WORK TASK -
From the entries underneath, give the number of lines holding the word "InvalidTransition", without any other words.

(Stored items)
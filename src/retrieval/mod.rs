//! Retrieval capability and context assembly
//!
//! Components:
//! - `Retriever`: nearest-chunk search seam implemented by backends
//! - `HttpRetriever`: JSON-over-HTTP retrieval service client
//! - `ContextRetriever`: ranks documents, applies the character budget
//!   and collects citations for one query

pub mod backend;
pub mod http;
pub mod context;

pub use backend::{RetrievedChunk, Retriever};
pub use http::HttpRetriever;
pub use context::{assemble_context, ContextBudget, ContextRetriever, RetrievedContext};
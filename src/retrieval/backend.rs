//! Retrieval backend trait

use async_trait::async_trait;
use serde::{Deserialize, Serialize};

use crate::errors::Result;

/// One chunk returned by a nearest-neighbour query
#[derive(Debug, Clone, PartialEq, Serialize, Deserialize)]
pub struct RetrievedChunk {
    /// Identifier of the source document, used as the citation
    pub source_id: String,
    pub chunk_id: String,
    pub content: String,
    /// Smaller is closer
    pub distance: f64,
}

impl RetrievedChunk {
    pub fn new(
        source_id: impl Into<String>,
        chunk_id: impl Into<String>,
        content: impl Into<String>,
        distance: f64,
    ) -> Self {
        Self {
            source_id: source_id.into(),
            chunk_id: chunk_id.into(),
            content: content.into(),
            distance,
        }
    }
}

/// Nearest-chunk search over the document corpus.
///
/// Results should come back in ascending distance order; the context
/// assembler sorts them again regardless.
#[async_trait]
pub trait Retriever: Send + Sync {
    async fn query(&self, text: &str, top_k: usize) -> Result<Vec<RetrievedChunk>>;

    /// Check whether the backend is reachable
    async fn health_check(&self) -> bool {
        true
    }
}
//! Final output of one workflow run

use serde::{Deserialize, Serialize};
use std::time::Duration;

use crate::types::{Citations, Intent};

/// Answer returned to the caller.
///
/// Greeting and give-up terminals carry no citations.
#[derive(Debug, Clone, Serialize, Deserialize)]
pub struct WorkflowOutput {
    pub answer: String,
    pub citations: Citations,
    /// Mode the request was routed through
    pub intent: Intent,
    /// Number of rewrite-node visits
    pub rewrite_count: u32,
    #[serde(with = "duration_ms")]
    pub duration: Duration,
}

impl WorkflowOutput {
    pub fn has_citations(&self) -> bool {
        !self.citations.is_empty()
    }

    /// Human-readable one-line summary for verbose output
    pub fn summary(&self) -> String {
        format!(
            "{} in {:.2}s ({} rewrites, {} sources)",
            self.intent,
            self.duration.as_secs_f64(),
            self.rewrite_count,
            self.citations.len()
        )
    }
}

mod duration_ms {
    use serde::{Deserialize, Deserializer, Serializer};
    use std::time::Duration;

    pub fn serialize<S: Serializer>(d: &Duration, s: S) -> Result<S::Ok, S::Error> {
        s.serialize_u64(d.as_millis() as u64)
    }

    pub fn deserialize<'de, D: Deserializer<'de>>(d: D) -> Result<Duration, D::Error> {
        Ok(Duration::from_millis(u64::deserialize(d)?))
    }
}
//! Workflow state machine
//!
//! Nodes are an explicit enum; edges live in a `TransitionTable` keyed by
//! (node, outcome). The table is checked exhaustively when it is built:
//! every non-terminal node has exactly the outcomes it can produce wired,
//! terminals have no outgoing edges, and every node is reachable from
//! `Classify`.
//!
//! Edges:
//! ```text
//! classify --greeting-------------> greet
//! classify --rag_query------------> rewrite --> retrieve --> grade
//! classify --comparison-----------> deconstruct --> compare_retrieve --> synthesize
//! classify --summarization--------> retrieve --> summarize
//! classify --training_generation--> retrieve --> train
//! grade --generate--> generate | --rewrite--> rewrite | --give_up--> give_up
//! ```

use serde::{Deserialize, Serialize};
use std::collections::{HashMap, HashSet, VecDeque};

use crate::errors::{Result, WorkflowError};
use crate::types::{Citations, ConversationTurn, GradeAction, Intent, ModelChoice};

/// Workflow nodes
#[derive(Debug, Clone, Copy, PartialEq, Eq, Hash, Serialize, Deserialize)]
#[serde(rename_all = "snake_case")]
pub enum Node {
    Classify,
    Rewrite,
    Retrieve,
    Grade,
    Generate,
    Deconstruct,
    CompareRetrieve,
    Synthesize,
    Summarize,
    Train,
    Greet,
    GiveUp,
}

impl Node {
    pub const ALL: [Node; 12] = [
        Node::Classify,
        Node::Rewrite,
        Node::Retrieve,
        Node::Grade,
        Node::Generate,
        Node::Deconstruct,
        Node::CompareRetrieve,
        Node::Synthesize,
        Node::Summarize,
        Node::Train,
        Node::Greet,
        Node::GiveUp,
    ];

    /// Terminal nodes produce the answer and end the run
    pub fn is_terminal(&self) -> bool {
        matches!(
            self,
            Node::Generate
                | Node::Synthesize
                | Node::Summarize
                | Node::Train
                | Node::Greet
                | Node::GiveUp
        )
    }

    pub fn name(&self) -> &'static str {
        match self {
            Node::Classify => "classify",
            Node::Rewrite => "rewrite",
            Node::Retrieve => "retrieve",
            Node::Grade => "grade",
            Node::Generate => "generate",
            Node::Deconstruct => "deconstruct",
            Node::CompareRetrieve => "compare_retrieve",
            Node::Synthesize => "synthesize",
            Node::Summarize => "summarize",
            Node::Train => "train",
            Node::Greet => "greet",
            Node::GiveUp => "give_up",
        }
    }

    /// Outcomes this node can report when it finishes
    pub fn outcomes(&self) -> Vec<Outcome> {
        match self {
            Node::Classify => vec![
                Outcome::Classified(Intent::Greeting),
                Outcome::Classified(Intent::RagQuery),
                Outcome::Classified(Intent::Comparison),
                Outcome::Classified(Intent::Summarization),
                Outcome::Classified(Intent::TrainingGeneration),
            ],
            Node::Rewrite | Node::Deconstruct | Node::CompareRetrieve => vec![Outcome::Continue],
            Node::Retrieve => vec![
                Outcome::Retrieved(Intent::RagQuery),
                Outcome::Retrieved(Intent::Summarization),
                Outcome::Retrieved(Intent::TrainingGeneration),
            ],
            Node::Grade => vec![
                Outcome::Graded(GradeAction::Generate),
                Outcome::Graded(GradeAction::Rewrite),
                Outcome::Graded(GradeAction::GiveUp),
            ],
            _ => Vec::new(),
        }
    }
}

impl std::fmt::Display for Node {
    fn fmt(&self, f: &mut std::fmt::Formatter<'_>) -> std::fmt::Result {
        f.write_str(self.name())
    }
}

/// Result a node reports to select the next edge
#[derive(Debug, Clone, Copy, PartialEq, Eq, Hash)]
pub enum Outcome {
    /// Classification picked a mode
    Classified(Intent),
    /// Unconditional edge
    Continue,
    /// Retrieval finished; carries the mode that dispatched into it
    Retrieved(Intent),
    /// Grader verdict
    Graded(GradeAction),
}

/// Validated (node, outcome) -> node table
#[derive(Debug, Clone)]
pub struct TransitionTable {
    edges: HashMap<(Node, Outcome), Node>,
}

impl TransitionTable {
    /// The routing table of the document Q&A workflow
    pub fn standard() -> Result<Self> {
        use GradeAction as G;
        use Intent as I;

        Self::from_edges(&[
            (Node::Classify, Outcome::Classified(I::Greeting), Node::Greet),
            (Node::Classify, Outcome::Classified(I::RagQuery), Node::Rewrite),
            (Node::Classify, Outcome::Classified(I::Comparison), Node::Deconstruct),
            (Node::Classify, Outcome::Classified(I::Summarization), Node::Retrieve),
            (Node::Classify, Outcome::Classified(I::TrainingGeneration), Node::Retrieve),
            (Node::Rewrite, Outcome::Continue, Node::Retrieve),
            (Node::Retrieve, Outcome::Retrieved(I::RagQuery), Node::Grade),
            (Node::Retrieve, Outcome::Retrieved(I::Summarization), Node::Summarize),
            (Node::Retrieve, Outcome::Retrieved(I::TrainingGeneration), Node::Train),
            (Node::Grade, Outcome::Graded(G::Generate), Node::Generate),
            (Node::Grade, Outcome::Graded(G::Rewrite), Node::Rewrite),
            (Node::Grade, Outcome::Graded(G::GiveUp), Node::GiveUp),
            (Node::Deconstruct, Outcome::Continue, Node::CompareRetrieve),
            (Node::CompareRetrieve, Outcome::Continue, Node::Synthesize),
        ])
    }

    /// Build and validate a table from explicit edges
    pub fn from_edges(edges: &[(Node, Outcome, Node)]) -> Result<Self> {
        let mut map = HashMap::new();
        for &(from, outcome, to) in edges {
            if map.insert((from, outcome), to).is_some() {
                return Err(invalid(from, to, format!("duplicate edge on {:?}", outcome)));
            }
        }

        let table = Self { edges: map };
        table.validate()?;
        Ok(table)
    }

    fn validate(&self) -> Result<()> {
        for (&(from, outcome), &to) in &self.edges {
            if from.is_terminal() {
                return Err(invalid(from, to, "terminal nodes have no outgoing edges".to_string()));
            }
            if !from.outcomes().contains(&outcome) {
                return Err(invalid(from, to, format!("{} never reports {:?}", from, outcome)));
            }
        }

        for node in Node::ALL {
            for outcome in node.outcomes() {
                if !self.edges.contains_key(&(node, outcome)) {
                    return Err(WorkflowError::InvalidTransition {
                        from: node.to_string(),
                        to: "(missing)".to_string(),
                        reason: format!("no edge for {:?}", outcome),
                    });
                }
            }
        }

        let reachable = self.reachable_from(Node::Classify);
        if let Some(node) = Node::ALL.iter().find(|node| !reachable.contains(*node)) {
            return Err(WorkflowError::InvalidTransition {
                from: Node::Classify.to_string(),
                to: node.to_string(),
                reason: "node is unreachable".to_string(),
            });
        }

        Ok(())
    }

    fn reachable_from(&self, start: Node) -> HashSet<Node> {
        let mut seen = HashSet::from([start]);
        let mut queue = VecDeque::from([start]);

        while let Some(node) = queue.pop_front() {
            for outcome in node.outcomes() {
                if let Some(&next) = self.edges.get(&(node, outcome)) {
                    if seen.insert(next) {
                        queue.push_back(next);
                    }
                }
            }
        }

        seen
    }

    /// Next node for a finished node and its outcome
    pub fn next(&self, from: Node, outcome: Outcome) -> Result<Node> {
        self.edges
            .get(&(from, outcome))
            .copied()
            .ok_or_else(|| WorkflowError::InvalidTransition {
                from: from.to_string(),
                to: format!("(via {:?})", outcome),
                reason: format!("no transition from {} on {:?}", from, outcome),
            })
    }

    pub fn len(&self) -> usize {
        self.edges.len()
    }

    pub fn is_empty(&self) -> bool {
        self.edges.is_empty()
    }
}

fn invalid(from: Node, to: Node, reason: String) -> WorkflowError {
    WorkflowError::InvalidTransition {
        from: from.to_string(),
        to: to.to_string(),
        reason,
    }
}

/// Caller input for one request
#[derive(Debug, Clone, PartialEq, Serialize, Deserialize)]
pub struct WorkflowRequest {
    pub question: String,
    #[serde(default)]
    pub chat_history: Vec<ConversationTurn>,
    #[serde(default)]
    pub model_choice: ModelChoice,
}

impl WorkflowRequest {
    pub fn new(question: impl Into<String>) -> Self {
        Self {
            question: question.into(),
            chat_history: Vec::new(),
            model_choice: ModelChoice::default(),
        }
    }

    pub fn with_history(mut self, history: Vec<ConversationTurn>) -> Self {
        self.chat_history = history;
        self
    }

    pub fn with_model(mut self, choice: ModelChoice) -> Self {
        self.model_choice = choice;
        self
    }
}

/// Sub-query contexts in plan order
#[derive(Debug, Clone, Default, PartialEq, Eq)]
pub struct AggregatedContext {
    entries: Vec<(String, String)>,
}

impl AggregatedContext {
    pub fn new() -> Self {
        Self::default()
    }

    pub fn push(&mut self, subquery: impl Into<String>, context: impl Into<String>) {
        self.entries.push((subquery.into(), context.into()));
    }

    pub fn get(&self, subquery: &str) -> Option<&str> {
        self.entries
            .iter()
            .find(|(key, _)| key == subquery)
            .map(|(_, context)| context.as_str())
    }

    pub fn keys(&self) -> impl Iterator<Item = &str> {
        self.entries.iter().map(|(key, _)| key.as_str())
    }

    pub fn iter(&self) -> impl Iterator<Item = (&str, &str)> {
        self.entries
            .iter()
            .map(|(key, context)| (key.as_str(), context.as_str()))
    }

    pub fn len(&self) -> usize {
        self.entries.len()
    }

    pub fn is_empty(&self) -> bool {
        self.entries.is_empty()
    }

    /// Keys are exactly `plan`, in order
    pub fn matches_plan(&self, plan: &[String]) -> bool {
        self.keys().eq(plan.iter().map(String::as_str))
    }
}

/// Mutable state of one request as it moves through the nodes
#[derive(Debug, Clone)]
pub struct WorkflowState {
    /// Starts as the user's question; rewriting replaces it
    pub question: String,
    pub chat_history: Vec<ConversationTurn>,
    pub model_choice: ModelChoice,
    /// Set by classification
    pub intent: Option<Intent>,
    pub context: String,
    pub citations: Citations,
    pub rewrite_count: u32,
    pub plan: Vec<String>,
    pub aggregated_context: AggregatedContext,
    answer: Option<String>,
}

impl WorkflowState {
    pub fn new(request: WorkflowRequest) -> Self {
        Self {
            question: request.question,
            chat_history: request.chat_history,
            model_choice: request.model_choice,
            intent: None,
            context: String::new(),
            citations: Citations::new(),
            rewrite_count: 0,
            plan: Vec::new(),
            aggregated_context: AggregatedContext::new(),
            answer: None,
        }
    }

    /// Record the final answer; a second write is a bug
    pub fn set_answer(&mut self, answer: String) -> Result<()> {
        if self.answer.is_some() {
            return Err(WorkflowError::Generic("answer already set for this request".to_string()));
        }
        self.answer = Some(answer);
        Ok(())
    }

    pub fn answer(&self) -> Option<&str> {
        self.answer.as_deref()
    }

    pub fn take_answer(&mut self) -> Option<String> {
        self.answer.take()
    }
}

WRITTEN RESPONSE -
4